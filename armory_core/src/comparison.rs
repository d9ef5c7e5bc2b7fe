//! Side-by-side comparison of two loadouts

use crate::loadout::Loadout;
use crate::stats::EnergyStatus;
use crate::types::SlotCategory;
use std::collections::BTreeSet;

/// One stat on both sides
#[derive(Debug, Clone, PartialEq)]
pub struct StatDelta {
    pub stat: String,
    pub first: i32,
    pub second: i32,
    /// `second - first`
    pub diff: i32,
    /// Change relative to `first`; 0 when `first` is 0
    pub percentage: f64,
}

/// Names of whatever each side has in one slot
#[derive(Debug, Clone, PartialEq, Eq)]
pub struct SlotComparison {
    pub category: SlotCategory,
    pub first: Option<String>,
    pub second: Option<String>,
}

impl SlotComparison {
    pub fn differs(&self) -> bool {
        self.first != self.second
    }
}

#[derive(Debug, Clone, PartialEq)]
pub struct LoadoutComparison {
    pub first_name: String,
    pub second_name: String,
    pub stats: Vec<StatDelta>,
    pub energy: (EnergyStatus, EnergyStatus),
    pub slots: Vec<SlotComparison>,
}

/// Compare every stat either loadout has, plus energy and slot contents
pub fn compare(first: &Loadout, second: &Loadout) -> LoadoutComparison {
    let names: BTreeSet<&String> = first.stats().keys().chain(second.stats().keys()).collect();

    let stats = names
        .into_iter()
        .map(|stat| {
            let a = first.stat(stat);
            let b = second.stat(stat);
            let diff = b - a;
            let percentage = if a == 0 {
                0.0
            } else {
                f64::from(diff) / f64::from(a) * 100.0
            };
            StatDelta {
                stat: stat.clone(),
                first: a,
                second: b,
                diff,
                percentage,
            }
        })
        .collect();

    let slots = SlotCategory::all()
        .iter()
        .map(|category| SlotComparison {
            category: *category,
            first: first.attachment(*category).map(|a| a.name.clone()),
            second: second.attachment(*category).map(|a| a.name.clone()),
        })
        .collect();

    LoadoutComparison {
        first_name: first.name().to_string(),
        second_name: second.name().to_string(),
        stats,
        energy: (first.energy(), second.energy()),
        slots,
    }
}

» **Task statement**
Search the records above for the word "stats", then say how many lines contain it. Give the number alone.

» **Completed task**
5